#### YOUR TASK
Below are records; copy every line in them that holds the word "publishes".

#### PROVIDED DATA
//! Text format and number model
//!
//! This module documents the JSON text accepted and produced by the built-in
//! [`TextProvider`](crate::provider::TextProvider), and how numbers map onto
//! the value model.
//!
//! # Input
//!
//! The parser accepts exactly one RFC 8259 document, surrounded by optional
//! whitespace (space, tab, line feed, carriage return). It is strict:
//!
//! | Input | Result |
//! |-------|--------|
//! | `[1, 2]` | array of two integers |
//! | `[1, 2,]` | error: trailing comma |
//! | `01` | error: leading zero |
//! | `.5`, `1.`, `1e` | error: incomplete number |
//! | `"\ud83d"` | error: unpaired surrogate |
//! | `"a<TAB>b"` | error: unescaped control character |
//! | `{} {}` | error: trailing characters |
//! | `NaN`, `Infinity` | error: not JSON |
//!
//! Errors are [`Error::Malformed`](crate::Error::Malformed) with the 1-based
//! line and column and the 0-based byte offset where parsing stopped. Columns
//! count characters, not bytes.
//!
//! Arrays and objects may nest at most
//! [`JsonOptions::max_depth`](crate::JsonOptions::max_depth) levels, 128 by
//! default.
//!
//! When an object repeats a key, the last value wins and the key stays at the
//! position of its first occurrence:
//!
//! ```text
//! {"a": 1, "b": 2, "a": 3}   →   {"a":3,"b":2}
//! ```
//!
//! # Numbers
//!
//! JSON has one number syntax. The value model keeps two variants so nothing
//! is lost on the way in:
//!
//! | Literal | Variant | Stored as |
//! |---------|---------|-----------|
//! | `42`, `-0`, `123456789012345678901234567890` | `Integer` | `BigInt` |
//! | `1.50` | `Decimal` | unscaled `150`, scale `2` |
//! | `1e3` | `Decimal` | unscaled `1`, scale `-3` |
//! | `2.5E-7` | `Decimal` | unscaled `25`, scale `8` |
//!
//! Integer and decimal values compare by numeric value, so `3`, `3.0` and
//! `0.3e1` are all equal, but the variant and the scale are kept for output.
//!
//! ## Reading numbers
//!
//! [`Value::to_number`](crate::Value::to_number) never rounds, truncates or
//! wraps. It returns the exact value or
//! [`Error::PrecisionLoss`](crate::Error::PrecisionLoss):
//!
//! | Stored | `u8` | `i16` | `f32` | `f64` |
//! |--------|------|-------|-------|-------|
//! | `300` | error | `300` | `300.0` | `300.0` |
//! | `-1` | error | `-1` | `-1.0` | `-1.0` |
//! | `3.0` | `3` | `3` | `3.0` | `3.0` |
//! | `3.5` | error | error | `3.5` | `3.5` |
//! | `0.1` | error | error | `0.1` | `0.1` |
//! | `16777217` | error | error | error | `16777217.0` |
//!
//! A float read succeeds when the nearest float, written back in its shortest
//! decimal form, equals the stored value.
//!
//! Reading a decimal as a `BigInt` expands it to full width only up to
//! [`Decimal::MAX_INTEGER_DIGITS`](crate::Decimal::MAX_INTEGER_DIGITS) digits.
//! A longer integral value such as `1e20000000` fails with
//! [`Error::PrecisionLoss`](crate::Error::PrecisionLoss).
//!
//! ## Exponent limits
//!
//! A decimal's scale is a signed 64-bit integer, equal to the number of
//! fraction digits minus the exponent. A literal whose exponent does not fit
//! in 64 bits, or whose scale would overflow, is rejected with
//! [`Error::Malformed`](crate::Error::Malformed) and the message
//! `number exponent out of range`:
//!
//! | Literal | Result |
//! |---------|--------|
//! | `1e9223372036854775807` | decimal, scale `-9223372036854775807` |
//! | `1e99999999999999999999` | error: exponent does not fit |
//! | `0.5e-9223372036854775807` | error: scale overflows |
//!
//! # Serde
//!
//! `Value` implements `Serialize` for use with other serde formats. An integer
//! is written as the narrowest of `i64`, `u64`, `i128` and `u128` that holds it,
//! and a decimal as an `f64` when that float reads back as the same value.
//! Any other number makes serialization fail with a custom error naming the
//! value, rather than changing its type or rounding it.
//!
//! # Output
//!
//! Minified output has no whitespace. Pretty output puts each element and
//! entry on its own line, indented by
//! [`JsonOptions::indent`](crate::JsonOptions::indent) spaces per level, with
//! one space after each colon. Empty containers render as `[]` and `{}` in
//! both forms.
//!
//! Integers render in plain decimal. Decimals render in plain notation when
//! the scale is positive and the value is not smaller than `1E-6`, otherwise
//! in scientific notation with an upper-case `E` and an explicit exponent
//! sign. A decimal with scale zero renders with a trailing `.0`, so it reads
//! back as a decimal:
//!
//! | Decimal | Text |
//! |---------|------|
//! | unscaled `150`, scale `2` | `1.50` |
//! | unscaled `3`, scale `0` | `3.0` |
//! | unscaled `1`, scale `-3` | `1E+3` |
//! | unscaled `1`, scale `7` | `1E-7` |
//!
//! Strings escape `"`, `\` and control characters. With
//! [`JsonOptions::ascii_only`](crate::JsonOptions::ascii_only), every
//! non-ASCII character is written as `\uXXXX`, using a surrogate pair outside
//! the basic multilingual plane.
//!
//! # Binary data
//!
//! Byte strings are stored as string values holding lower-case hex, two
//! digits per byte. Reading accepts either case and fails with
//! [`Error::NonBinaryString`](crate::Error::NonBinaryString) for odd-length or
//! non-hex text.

* * *

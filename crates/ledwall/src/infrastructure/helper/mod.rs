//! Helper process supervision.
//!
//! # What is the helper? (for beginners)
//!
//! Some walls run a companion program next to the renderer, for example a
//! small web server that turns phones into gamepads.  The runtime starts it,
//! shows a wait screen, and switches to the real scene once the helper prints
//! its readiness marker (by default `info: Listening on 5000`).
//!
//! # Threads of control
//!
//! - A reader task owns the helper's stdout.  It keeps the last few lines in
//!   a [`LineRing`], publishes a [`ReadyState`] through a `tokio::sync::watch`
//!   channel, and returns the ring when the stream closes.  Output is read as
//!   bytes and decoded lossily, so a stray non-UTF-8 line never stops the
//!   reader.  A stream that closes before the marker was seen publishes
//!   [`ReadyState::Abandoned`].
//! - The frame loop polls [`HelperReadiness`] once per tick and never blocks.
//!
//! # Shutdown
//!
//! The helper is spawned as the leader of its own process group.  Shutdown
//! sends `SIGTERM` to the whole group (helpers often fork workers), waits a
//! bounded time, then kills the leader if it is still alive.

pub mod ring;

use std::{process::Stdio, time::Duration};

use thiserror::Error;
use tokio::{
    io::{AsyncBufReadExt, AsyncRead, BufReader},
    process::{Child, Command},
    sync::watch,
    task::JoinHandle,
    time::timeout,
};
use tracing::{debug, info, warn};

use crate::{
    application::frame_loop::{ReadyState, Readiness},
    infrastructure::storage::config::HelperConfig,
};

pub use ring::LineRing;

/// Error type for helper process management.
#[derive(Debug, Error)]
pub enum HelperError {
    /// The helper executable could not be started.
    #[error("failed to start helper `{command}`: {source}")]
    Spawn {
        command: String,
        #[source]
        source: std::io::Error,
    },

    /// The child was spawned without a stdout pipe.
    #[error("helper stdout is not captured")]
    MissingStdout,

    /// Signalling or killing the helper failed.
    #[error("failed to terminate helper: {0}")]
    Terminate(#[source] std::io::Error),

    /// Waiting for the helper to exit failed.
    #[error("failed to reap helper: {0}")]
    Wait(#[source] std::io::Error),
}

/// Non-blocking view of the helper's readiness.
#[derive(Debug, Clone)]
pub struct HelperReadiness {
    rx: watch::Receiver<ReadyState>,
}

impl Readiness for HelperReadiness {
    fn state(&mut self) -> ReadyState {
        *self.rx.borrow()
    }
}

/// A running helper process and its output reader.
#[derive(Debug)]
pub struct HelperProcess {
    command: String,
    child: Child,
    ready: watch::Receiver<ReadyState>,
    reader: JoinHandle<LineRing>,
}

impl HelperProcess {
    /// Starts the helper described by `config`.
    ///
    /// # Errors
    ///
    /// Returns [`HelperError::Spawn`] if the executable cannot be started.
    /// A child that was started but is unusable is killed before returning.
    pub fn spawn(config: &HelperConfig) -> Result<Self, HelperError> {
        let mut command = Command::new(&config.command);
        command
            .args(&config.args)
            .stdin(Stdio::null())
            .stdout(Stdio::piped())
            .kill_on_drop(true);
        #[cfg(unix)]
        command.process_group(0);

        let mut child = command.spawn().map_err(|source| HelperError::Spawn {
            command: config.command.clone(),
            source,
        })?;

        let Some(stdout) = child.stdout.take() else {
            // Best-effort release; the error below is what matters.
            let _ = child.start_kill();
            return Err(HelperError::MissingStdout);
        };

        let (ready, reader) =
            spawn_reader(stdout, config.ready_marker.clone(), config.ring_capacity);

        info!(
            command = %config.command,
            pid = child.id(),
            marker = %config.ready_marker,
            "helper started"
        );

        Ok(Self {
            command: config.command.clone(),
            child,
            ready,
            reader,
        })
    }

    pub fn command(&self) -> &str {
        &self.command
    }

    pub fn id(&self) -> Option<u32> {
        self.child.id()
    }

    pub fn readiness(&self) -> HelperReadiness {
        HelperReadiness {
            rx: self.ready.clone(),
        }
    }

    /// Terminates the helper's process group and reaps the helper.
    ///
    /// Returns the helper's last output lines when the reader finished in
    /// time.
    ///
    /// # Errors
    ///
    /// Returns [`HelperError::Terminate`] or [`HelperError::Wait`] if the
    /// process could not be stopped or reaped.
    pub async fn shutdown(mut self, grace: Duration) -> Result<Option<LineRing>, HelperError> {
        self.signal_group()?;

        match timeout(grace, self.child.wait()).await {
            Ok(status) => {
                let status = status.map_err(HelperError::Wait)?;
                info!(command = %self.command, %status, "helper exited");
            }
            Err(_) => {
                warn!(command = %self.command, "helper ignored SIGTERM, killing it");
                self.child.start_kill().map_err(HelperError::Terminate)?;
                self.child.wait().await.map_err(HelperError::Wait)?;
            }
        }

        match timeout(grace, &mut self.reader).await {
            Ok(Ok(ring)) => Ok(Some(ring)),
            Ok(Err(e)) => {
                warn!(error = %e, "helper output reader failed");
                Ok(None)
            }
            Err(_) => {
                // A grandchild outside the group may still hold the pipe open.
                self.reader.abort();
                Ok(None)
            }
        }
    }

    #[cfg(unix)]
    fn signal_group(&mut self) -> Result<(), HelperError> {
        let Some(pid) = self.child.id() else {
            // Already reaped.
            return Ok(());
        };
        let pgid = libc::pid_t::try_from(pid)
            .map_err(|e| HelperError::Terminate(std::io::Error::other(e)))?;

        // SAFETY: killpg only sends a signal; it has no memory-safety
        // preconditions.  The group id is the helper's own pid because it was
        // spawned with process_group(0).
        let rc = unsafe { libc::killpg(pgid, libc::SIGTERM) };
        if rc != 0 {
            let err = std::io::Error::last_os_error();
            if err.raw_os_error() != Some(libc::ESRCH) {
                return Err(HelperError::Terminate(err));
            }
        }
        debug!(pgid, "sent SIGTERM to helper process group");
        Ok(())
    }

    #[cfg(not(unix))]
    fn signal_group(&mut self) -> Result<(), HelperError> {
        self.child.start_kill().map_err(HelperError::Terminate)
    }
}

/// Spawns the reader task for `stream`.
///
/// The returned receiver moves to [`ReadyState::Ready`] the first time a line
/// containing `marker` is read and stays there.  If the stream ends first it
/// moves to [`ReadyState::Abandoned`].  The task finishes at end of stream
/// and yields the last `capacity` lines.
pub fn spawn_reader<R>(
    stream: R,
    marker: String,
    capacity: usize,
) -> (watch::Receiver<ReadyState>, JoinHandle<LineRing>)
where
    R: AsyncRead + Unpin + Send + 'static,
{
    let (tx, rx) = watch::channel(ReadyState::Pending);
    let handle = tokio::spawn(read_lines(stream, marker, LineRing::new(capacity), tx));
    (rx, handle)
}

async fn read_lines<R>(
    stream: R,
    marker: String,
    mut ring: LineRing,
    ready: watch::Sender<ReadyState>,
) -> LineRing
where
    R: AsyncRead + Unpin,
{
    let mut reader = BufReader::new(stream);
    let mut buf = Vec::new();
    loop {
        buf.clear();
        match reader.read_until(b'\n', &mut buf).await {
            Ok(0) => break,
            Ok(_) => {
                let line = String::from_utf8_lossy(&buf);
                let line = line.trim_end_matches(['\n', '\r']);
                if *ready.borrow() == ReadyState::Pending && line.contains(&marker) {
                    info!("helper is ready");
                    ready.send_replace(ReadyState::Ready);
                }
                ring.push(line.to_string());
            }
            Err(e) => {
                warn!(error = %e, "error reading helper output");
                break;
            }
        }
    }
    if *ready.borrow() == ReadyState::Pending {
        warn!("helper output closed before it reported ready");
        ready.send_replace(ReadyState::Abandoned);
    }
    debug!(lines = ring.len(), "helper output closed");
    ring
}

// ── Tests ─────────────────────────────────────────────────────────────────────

#### EXERCISE SOLUTION
//!   a [`LineRing`], publishes a [`ReadyState`] through a `tokio::sync::watch`
//!   reader.  A stream that closes before the marker was seen publishes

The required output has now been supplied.